994 F.3d 182
3rd Cir.2021Background
- In April 2016 Eileen Gibson signed a three‑page State Farm application that listed bodily injury limits of $250,000 and underinsured motorist (UIM) coverage of $100,000 per car (stacked to $300,000 for three cars); the page bore a signed attestation that the limits and coverages were selected by her.
- The application referenced additional documents labeled as “required,” including a Pennsylvania acknowledgement form reiterating $300,000 UIM, but those documents were not provided or signed at the time of the April application.
- Shortly after signing the application Ms.

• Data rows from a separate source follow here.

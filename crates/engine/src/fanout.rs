//! Output fan-out: forward a function result to every configured sink.
//!
//! Delivery is concurrent and independent. A failing sink never cancels its
//! siblings; once every attempt has settled, the first failure in topology
//! order is the one reported.

use config::{ComponentType, OutputTopology};
use context::InvocationContext;
use serde_json::{json, Value};
use thiserror::Error;

#[derive(Debug, Error)]
#[error("output '{sink}' failed: {message}")]
pub struct FanoutError {
    pub sink: String,
    pub message: String,
}

/// Deliver `result` to every output. The payload is wrapped once before
/// fan-out so all sinks observe the identical document.
pub async fn deliver(
    context: &InvocationContext,
    outputs: &[OutputTopology],
    result: &Value,
) -> Result<(), FanoutError> {
    if outputs.is_empty() {
        return Ok(());
    }

    let payload = json!({ "data": result });
    let attempts = outputs.iter().map(|output| deliver_one(context, output, &payload));
    let settled = futures_util::future::join_all(attempts).await;

    for (output, outcome) in outputs.iter().zip(settled) {
        if let Err(err) = outcome {
            tracing::error!("delivery to output '{}' failed: {err}", output.name);
            return Err(FanoutError {
                sink: output.name.clone(),
                message: err.to_string(),
            });
        }
        tracing::debug!("delivered result to output '{}'", output.name);
    }
    Ok(())
}

async fn deliver_one(
    context: &InvocationContext,
    output: &OutputTopology,
    payload: &Value,
) -> Result<(), context::SidecarError> {
    match output.params.component_type {
        ComponentType::Pubsub => context.publish(&output.name, &output.uri, payload).await,
        ComponentType::Bindings => {
            let operation = output.params.operation.as_deref().unwrap_or_default();
            context.binding_send(&output.name, operation, payload).await
        }
        ComponentType::Invoke => Err(context::SidecarError::UnsupportedSink(
            output.name.clone(),
        )),
    }
}
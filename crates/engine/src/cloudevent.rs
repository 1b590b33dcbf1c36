//! CloudEvents HTTP binding codec.
//!
//! Pure: classification and decoding work on the request envelope alone, no
//! I/O and no shared state.

use serde_json::{Map, Value};
use thiserror::Error;

use crate::envelope::RequestEnvelope;

/// Metadata headers whose simultaneous presence marks binary content mode.
/// https://github.com/cloudevents/spec/blob/master/http-protocol-binding.md#3-http-message-mapping
const BINARY_REQUIRED_HEADERS: [&str; 4] = ["ce-type", "ce-specversion", "ce-source", "ce-id"];

const CE_PREFIX: &str = "ce-";

#[derive(Debug, Clone, Copy, PartialEq, Eq)]
pub enum EventMode {
    Binary,
    Structured,
}

#[derive(Debug, Error)]
pub enum CodecError {
    #[error("structured cloudevent body is not valid JSON: {0}")]
    InvalidJson(String),
    #[error("structured cloudevent body is not a mapping")]
    NotAMapping,
}

/// A canonical event: attribute name to value, plus `data` for the payload.
pub type CanonicalEvent = Map<String, Value>;

/// Binary mode requires all four metadata headers; any one missing forces
/// structured interpretation.
pub fn classify(request: &RequestEnvelope) -> EventMode {
    let binary = BINARY_REQUIRED_HEADERS
        .iter()
        .all(|name| request.header(name).is_some_and(|value| !value.is_empty()));
    if binary {
        EventMode::Binary
    } else {
        EventMode::Structured
    }
}

/// Build the canonical event from the request. A missing content-type never
/// rejects: interpretation defaults to JSON.
pub fn decode(request: &RequestEnvelope, mode: EventMode) -> Result<CanonicalEvent, CodecError> {
    match mode {
        EventMode::Binary => {
            let mut event = Map::new();
            for (name, value) in &request.headers {
                if let Some(attribute) = name.strip_prefix(CE_PREFIX) {
                    event.insert(attribute.to_string(), Value::String(value.clone()));
                }
            }
            event.insert(
                "datacontenttype".to_string(),
                Value::String(
                    request
                        .content_type()
                        .unwrap_or("application/json")
                        .to_string(),
                ),
            );
            event.insert(
                "data".to_string(),
                request.json_body().unwrap_or(Value::Null),
            );
            Ok(event)
        }
        EventMode::Structured => match request.body.as_deref() {
            None | Some("") => Ok(Map::new()),
            Some(body) => {
                let value: Value = serde_json::from_str(body)
                    .map_err(|err| CodecError::InvalidJson(err.to_string()))?;
                match value {
                    Value::Object(event) => Ok(event),
                    _ => Err(CodecError::NotAMapping),
                }
            }
        },
    }
}
use std::sync::Arc;

use axum::{
    Json, Router,
    body::Body,
    extract::{Request, State},
    response::{IntoResponse, Response},
    routing::get,
};
use engine::{RequestEnvelope, SignatureRouter, Variant};

/// Build the axum router for the configured variant. Everything funnels
/// into the catch-all handler; the subscribe variant additionally exposes
/// the sidecar's topic discovery endpoint.
pub fn app_router(state: Arc<SignatureRouter>) -> Router {
    let router = match state.variant() {
        Variant::Subscribe => Router::new()
            .route("/dapr/subscribe", get(handle_subscriptions))
            .fallback(handle_request),
        _ => Router::new().fallback(handle_request),
    };
    router.with_state(state)
}

async fn handle_subscriptions(State(state): State<Arc<SignatureRouter>>) -> impl IntoResponse {
    Json(state.subscriptions())
}

async fn handle_request(
    State(state): State<Arc<SignatureRouter>>,
    request: Request,
) -> Response {
    let envelope = match flatten(request).await {
        Ok(envelope) => envelope,
        Err(response) => return response,
    };
    tracing::debug!("request {} {}", envelope.method, envelope.url);

    let response = state.handle(envelope).await;
    tracing::debug!("response {}", response.status);

    let mut builder = Response::builder().status(response.status);
    for (name, value) in &response.headers {
        builder = builder.header(name, value);
    }
    builder
        .body(Body::from(response.body))
        .unwrap_or_else(|err| {
            tracing::error!("failed to build response: {err}");
            Response::builder()
                .status(500)
                .body(Body::empty())
                .unwrap()
        })
}

/// Lower the transport request into the engine's envelope. Header names are
/// lowercased, the body is read fully.
async fn flatten(request: Request) -> Result<RequestEnvelope, Response> {
    let method = request.method().as_str().to_string();
    let url = request.uri().to_string();

    let mut headers = Vec::with_capacity(request.headers().len());
    for (name, value) in request.headers() {
        headers.push((
            name.as_str().to_string(),
            value.to_str().unwrap_or("").to_string(),
        ));
    }

    let body = match axum::body::to_bytes(request.into_body(), usize::MAX).await {
        Ok(bytes) if bytes.is_empty() => None,
        Ok(bytes) => Some(String::from_utf8_lossy(&bytes).to_string()),
        Err(err) => {
            tracing::error!("failed to read request body: {err}");
            return Err(Response::builder()
                .status(400)
                .body(Body::empty())
                .unwrap());
        }
    };

    Ok(RequestEnvelope {
        url,
        method,
        headers,
        body,
    })
}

Gibson was seriously injured in a car accident; about three weeks later (May 2016, post‑accident) she returned to sign the remaining documents, including an acknowledgement confirming the lower UIM limits.
- The Gibsons sued State Farm for UIM benefits, breach of contract, and bad faith; at trial a jury awarded $1.75 million in damages.
- The Magistrate Judge post‑trial molded the verdict to $750,000 (the higher stacked bodily‑injury limit) finding the April application ambiguous because of the “required” documents; the district court (Pratter, J. sitting by designation) reversed as to coverage, holding the April application satisfied 75 Pa. C.S. § 1734 and ordering the verdict molded to $300,000, but affirmed denial of reconsideration of the dismissed bad‑faith claim.
Issues
| Issue | Plaintiff's Argument | Defendant's Argument | Held |
|---|---|---|---|
| Whether Ms. Gibson’s signed application constituted a valid “request in writing” under 75 Pa. C.S. § 1734 to elect lower UIM limits | The application was ambiguous because it referenced other “required” documents that were not signed pre‑accident; therefore no valid written election occurred | The signed application expressly listed the lower UIM amount ($100k per car, $300k stacked) and § 1734 does not require a separate form or special language | Court held the April application satisfied § 1734; election valid; verdict must be molded to $300,000 |
| Whether reference to additional “required” documents created ambiguity that defeats the election | References to “required” documents signaled the application was incomplete and ambiguous | The coverage amount in the application was unambiguous; additional materials are not mandated by MVFRL and do not negate the signed election | Court held the amount selected was unambiguous; references to other documents did not invalidate election |
| Whether Freeth v. Zurich requires a Pennsylvania‑specific form or additional disclosures to effect a reduction in coverage | Freeth supports finding summary/summary‑style forms insufficient where insurer warned the summary was not a substitute for state forms | Freeth is distinguishable—the form here contained no disclaimer that signing it was insufficient and plainly listed the Pennsylvania limits | Court distinguished Freeth and declined to impose a Freeth‑type rule here |
| Whether new evidence (post‑accident signing) warranted reconsideration to revive the dismissed bad‑faith claim | Post‑accident signing and State Farm’s conduct constituted new evidence of deception and bad faith | State Farm consistently relied on the April application; the post‑trial facts were not new and State Farm had a reasonable basis for its settlement positions | Court affirmed denial of reconsideration: no new evidence and State Farm’s conduct was reasonable under § 8371 standard |
Key Cases Cited
- Orsag v. Farmers New Century Ins., 15 A.3d 896 (Pa. 2011) (§ 1734 requires insured’s signature and express designation of requested coverage amount; no separate form required when amount is clear)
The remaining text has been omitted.